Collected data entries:

- Opening Delimiter -

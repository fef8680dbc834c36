//! Live set of storage providers, keyed by config id and by name.
//!
//! Lookups take a short read lock and hand out a [`ProviderRef`], which owns
//! an `Arc` to the provider. Reloading a config builds and health-checks the
//! replacement outside the lock, then swaps the maps in one write; operations
//! already holding the old `ProviderRef` finish against the old provider,
//! which is closed after [`RegistryConfig::retire_grace`].

use chrono::{DateTime, Utc};
use futures::future::join_all;
use parking_lot::{Mutex, RwLock};
use serde::Serialize;
use std::collections::HashMap;
use std::ops::Deref;
use std::sync::Arc;
use tokio::task::JoinHandle;
use tracing::{debug, error, info, instrument, warn};

use crate::{
    ConfigSource, ProviderFactory, ProviderKind, RegistryConfig, StorageConfig, StorageConfigId,
    StorageCtx, StorageError, StorageProvider, StorageResult,
};

/// A resolved provider plus the config identity it was built from
#[derive(Clone)]
pub struct ProviderRef {
    pub id: StorageConfigId,
    pub name: String,
    provider: Arc<dyn StorageProvider>,
}

impl ProviderRef {
    pub fn provider(&self) -> &Arc<dyn StorageProvider> {
        &self.provider
    }
}

impl Deref for ProviderRef {
    type Target = dyn StorageProvider;

    fn deref(&self) -> &Self::Target {
        self.provider.as_ref()
    }
}

impl std::fmt::Debug for ProviderRef {
    fn fmt(&self, f: &mut std::fmt::Formatter<'_>) -> std::fmt::Result {
        f.debug_struct("ProviderRef")
            .field("id", &self.id)
            .field("name", &self.name)
            .field("kind", &self.provider.kind())
            .finish()
    }
}

/// Listing entry for an admitted provider
#[derive(Debug, Clone, Serialize)]
pub struct ProviderInfo {
    pub id: StorageConfigId,
    pub name: String,
    pub kind: ProviderKind,
    pub is_default: bool,
    pub admitted_at: DateTime<Utc>,
}

/// Result of probing one admitted provider
#[derive(Debug, Clone, Serialize)]
pub struct ProviderHealth {
    pub id: StorageConfigId,
    pub name: String,
    pub healthy: bool,
    pub error: Option<String>,
}

struct Entry {
    config: StorageConfig,
    provider: Arc<dyn StorageProvider>,
    admitted_at: DateTime<Utc>,
}

impl Entry {
    fn to_ref(&self) -> ProviderRef {
        ProviderRef {
            id: self.config.id,
            name: self.config.name.clone(),
            provider: self.provider.clone(),
        }
    }
}

#[derive(Default)]
struct RegistryState {
    by_id: HashMap<StorageConfigId, Arc<Entry>>,
    by_name: HashMap<String, Arc<Entry>>,
    default_id: Option<StorageConfigId>,
}

impl RegistryState {
    fn insert(&mut self, entry: Arc<Entry>) -> Option<Arc<Entry>> {
        let previous = self.by_id.insert(entry.config.id, entry.clone());
        if let Some(previous) = &previous {
            self.by_name.remove(&previous.config.name);
        }
        self.by_name.insert(entry.config.name.clone(), entry);
        previous
    }

    fn remove(&mut self, id: StorageConfigId) -> Option<Arc<Entry>> {
        let entry = self.by_id.remove(&id)?;
        self.by_name.remove(&entry.config.name);
        Some(entry)
    }
}

struct Retirement {
    provider: Arc<dyn StorageProvider>,
    handle: JoinHandle<()>,
}

/// Registry of storage providers with hot reload
pub struct StorageRegistry {
    state: RwLock<RegistryState>,
    factory: Arc<dyn ProviderFactory>,
    source: Arc<dyn ConfigSource>,
    config: RegistryConfig,
    retiring: Mutex<Vec<Retirement>>,
    // Serializes load/reload/remove so two writers never interleave build and swap
    writer: tokio::sync::Mutex<()>,
}

impl StorageRegistry {
    pub fn new(
        factory: Arc<dyn ProviderFactory>,
        source: Arc<dyn ConfigSource>,
        config: RegistryConfig,
    ) -> Self {
        Self {
            state: RwLock::new(RegistryState::default()),
            factory,
            source,
            config,
            retiring: Mutex::new(Vec::new()),
            writer: tokio::sync::Mutex::new(()),
        }
    }

    pub fn config(&self) -> &RegistryConfig {
        &self.config
    }

    /// Read every config from the source and load them
    pub async fn load_from_source(&self) -> StorageResult<usize> {
        let configs = self.source.load_all().await?;
        self.load(configs).await
    }

    /// Replace the whole provider set with `configs`.
    ///
    /// Disabled configs are skipped. A config whose provider fails to build
    /// or fails its health probe is skipped with a warning. If nothing is
    /// admitted the current set is left untouched and `NoProvidersAdmitted`
    /// is returned. Returns the number of admitted providers.
    #[instrument(skip(self, configs), fields(configs = configs.len()))]
    pub async fn load(&self, configs: Vec<StorageConfig>) -> StorageResult<usize> {
        let _writer = self.writer.lock().await;

        let mut candidates: Vec<StorageConfig> = Vec::new();
        for config in configs {
            if !config.is_enabled {
                debug!(id = %config.id, name = %config.name, "Skipping disabled storage config");
                continue;
            }
            if candidates.iter().any(|c| c.id == config.id || c.name == config.name) {
                warn!(id = %config.id, name = %config.name, "Skipping storage config with duplicate id or name");
                continue;
            }
            candidates.push(config);
        }
        let attempted = candidates.len();

        let results = join_all(candidates.into_iter().map(|config| self.admit(config))).await;
        let admitted: Vec<Arc<Entry>> = results.into_iter().flatten().collect();

        if admitted.is_empty() {
            error!(attempted, "No storage provider could be admitted");
            return Err(StorageError::NoProvidersAdmitted { attempted });
        }

        let default_id = choose_default(&admitted);

        let mut next = RegistryState::default();
        for entry in &admitted {
            next.insert(entry.clone());
        }
        next.default_id = Some(default_id);

        let previous = std::mem::replace(&mut *self.state.write(), next);
        for entry in previous.by_id.into_values() {
            self.retire(entry);
        }

        info!(
            admitted = admitted.len(),
            attempted,
            default = %default_id,
            "Storage providers loaded"
        );
        Ok(admitted.len())
    }

    /// Re-read one config from the source and swap its provider.
    ///
    /// The replacement is built and health-checked before the swap; on any
    /// failure the previous provider stays active and the error is returned.
    /// A config that is now disabled is removed instead.
    #[instrument(skip(self), fields(id = %id))]
    pub async fn reload(&self, id: StorageConfigId) -> StorageResult<()> {
        let _writer = self.writer.lock().await;

        let config = self.source.load(id).await?;
        if !config.is_enabled {
            info!(name = %config.name, "Storage config disabled, removing provider");
            return match self.remove_locked(id) {
                Ok(()) => Ok(()),
                Err(err) if err.is_not_found() => Ok(()),
                Err(err) => Err(err),
            };
        }

        let name = config.name.clone();
        let entry = self
            .admit(config)
            .await
            .ok_or_else(|| StorageError::unavailable(name, "replacement provider failed admission"))?;

        let replaced = {
            let mut state = self.state.write();
            if let Some(other) = state.by_name.get(&entry.config.name) {
                if other.config.id != id {
                    return Err(StorageError::config(format!(
                        "name {:?} already belongs to config {}",
                        entry.config.name, other.config.id
                    )));
                }
            }

            let becomes_default = entry.config.is_default || state.default_id.is_none();
            let replaced = state.insert(entry.clone());
            if becomes_default {
                state.default_id = Some(id);
            }
            replaced
        };

        if let Some(old) = replaced {
            self.retire(old);
        }

        info!(name = %entry.config.name, kind = %entry.config.kind(), "Storage provider reloaded");
        Ok(())
    }

    /// Resolve a provider by config id
    pub fn get_by_id(&self, id: StorageConfigId) -> StorageResult<ProviderRef> {
        self.state
            .read()
            .by_id
            .get(&id)
            .map(|entry| entry.to_ref())
            .ok_or_else(|| StorageError::not_found(format!("storage provider {id}")))
    }

    /// Resolve a provider by name; the empty name means the default
    pub fn get_by_name(&self, name: &str) -> StorageResult<ProviderRef> {
        if name.is_empty() {
            return self.get_default();
        }
        self.state
            .read()
            .by_name
            .get(name)
            .map(|entry| entry.to_ref())
            .ok_or_else(|| StorageError::not_found(format!("storage provider {name:?}")))
    }

    pub fn get_default(&self) -> StorageResult<ProviderRef> {
        let state = self.state.read();
        state
            .default_id
            .and_then(|id| state.by_id.get(&id))
            .map(|entry| entry.to_ref())
            .ok_or_else(|| StorageError::not_found("default storage provider"))
    }

    pub fn default_id(&self) -> Option<StorageConfigId> {
        self.state.read().default_id
    }

    /// Make an admitted provider the default
    pub fn set_default(&self, id: StorageConfigId) -> StorageResult<()> {
        let mut state = self.state.write();
        if !state.by_id.contains_key(&id) {
            return Err(StorageError::not_found(format!("storage provider {id}")));
        }
        let previous = state.default_id.replace(id);
        info!(id = %id, previous = ?previous, "Default storage provider changed");
        Ok(())
    }

    /// Remove a provider. The default cannot be removed; change the default first.
    pub async fn remove_provider(&self, id: StorageConfigId) -> StorageResult<()> {
        let _writer = self.writer.lock().await;
        self.remove_locked(id)
    }

    fn remove_locked(&self, id: StorageConfigId) -> StorageResult<()> {
        let removed = {
            let mut state = self.state.write();
            if state.default_id == Some(id) {
                return Err(StorageError::DefaultProviderRemoval { id });
            }
            state.remove(id)
        };

        match removed {
            Some(entry) => {
                info!(id = %id, name = %entry.config.name, "Storage provider removed");
                self.retire(entry);
                Ok(())
            }
            None => Err(StorageError::not_found(format!("storage provider {id}"))),
        }
    }

    /// Admitted providers, ordered by id
    pub fn list(&self) -> Vec<ProviderInfo> {
        let state = self.state.read();
        let mut infos: Vec<ProviderInfo> = state
            .by_id
            .values()
            .map(|entry| ProviderInfo {
                id: entry.config.id,
                name: entry.config.name.clone(),
                kind: entry.config.kind(),
                is_default: state.default_id == Some(entry.config.id),
                admitted_at: entry.admitted_at,
            })
            .collect();
        infos.sort_by_key(|info| info.id);
        infos
    }

    pub fn len(&self) -> usize {
        self.state.read().by_id.len()
    }

    pub fn is_empty(&self) -> bool {
        self.state.read().by_id.is_empty()
    }

    /// Probe every admitted provider concurrently
    pub async fn health_report(&self, ctx: &StorageCtx) -> Vec<ProviderHealth> {
        let entries: Vec<Arc<Entry>> = {
            let state = self.state.read();
            let mut entries: Vec<Arc<Entry>> = state.by_id.values().cloned().collect();
            entries.sort_by_key(|entry| entry.config.id);
            entries
        };

        let probes = entries.iter().map(|entry| async move {
            let probe_ctx = ctx.child().with_timeout(self.config.health_timeout);
            let result = entry.provider.health(&probe_ctx).await;
            ProviderHealth {
                id: entry.config.id,
                name: entry.config.name.clone(),
                healthy: result.is_ok(),
                error: result.err().map(|e| e.to_string()),
            }
        });

        join_all(probes).await
    }

    /// Close every provider, live and retiring. The registry is empty afterwards.
    pub async fn shutdown(&self) {
        let _writer = self.writer.lock().await;

        let retiring: Vec<Retirement> = std::mem::take(&mut *self.retiring.lock());
        for retirement in retiring {
            if !retirement.handle.is_finished() {
                retirement.handle.abort();
                retirement.provider.close().await;
            }
        }

        let live = std::mem::take(&mut *self.state.write());
        for entry in live.by_id.into_values() {
            entry.provider.close().await;
        }
        info!("Storage registry shut down");
    }

    /// Build and health-check a provider; `None` (after logging) on failure
    async fn admit(&self, config: StorageConfig) -> Option<Arc<Entry>> {
        let ctx = StorageCtx::new().with_timeout(self.config.health_timeout);

        let outcome: StorageResult<Arc<dyn StorageProvider>> = ctx
            .run(async {
                let provider = self.factory.build(&ctx, &config).await?;
                provider.health(&ctx).await?;
                Ok(provider)
            })
            .await;

        match outcome {
            Ok(provider) => {
                debug!(id = %config.id, name = %config.name, kind = %config.kind(), "Storage provider admitted");
                Some(Arc::new(Entry {
                    config,
                    provider,
                    admitted_at: Utc::now(),
                }))
            }
            Err(err) => {
                warn!(
                    id = %config.id,
                    name = %config.name,
                    kind = %config.kind(),
                    error = %err,
                    "Storage provider failed admission, skipping"
                );
                None
            }
        }
    }

    /// Close `entry`'s provider once the grace period has passed
    fn retire(&self, entry: Arc<Entry>) {
        let provider = entry.provider.clone();
        let grace = self.config.retire_grace;
        let name = entry.config.name.clone();

        let mut retiring = self.retiring.lock();
        retiring.retain(|r| !r.handle.is_finished());

        match tokio::runtime::Handle::try_current() {
            Ok(runtime) => {
                let closing = provider.clone();
                let handle = runtime.spawn(async move {
                    tokio::time::sleep(grace).await;
                    closing.close().await;
                    debug!(name = %name, "Retired storage provider closed");
                });
                retiring.push(Retirement { provider, handle });
            }
            Err(_) => {
                debug!(name = %name, "No runtime to close retired provider, dropping it");
            }
        }
    }
}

- Closing Delimiter -

> _REQUIRED ACTION_
Where in the entries above does the word "tokio" appear? Copy each line that has it.

> _RESPONSE_
use tokio::task::JoinHandle;
    writer: tokio::sync::Mutex<()>,
            writer: tokio::sync::Mutex::new(()),
        match tokio::runtime::Handle::try_current() {
                    tokio::time::sleep(grace).await;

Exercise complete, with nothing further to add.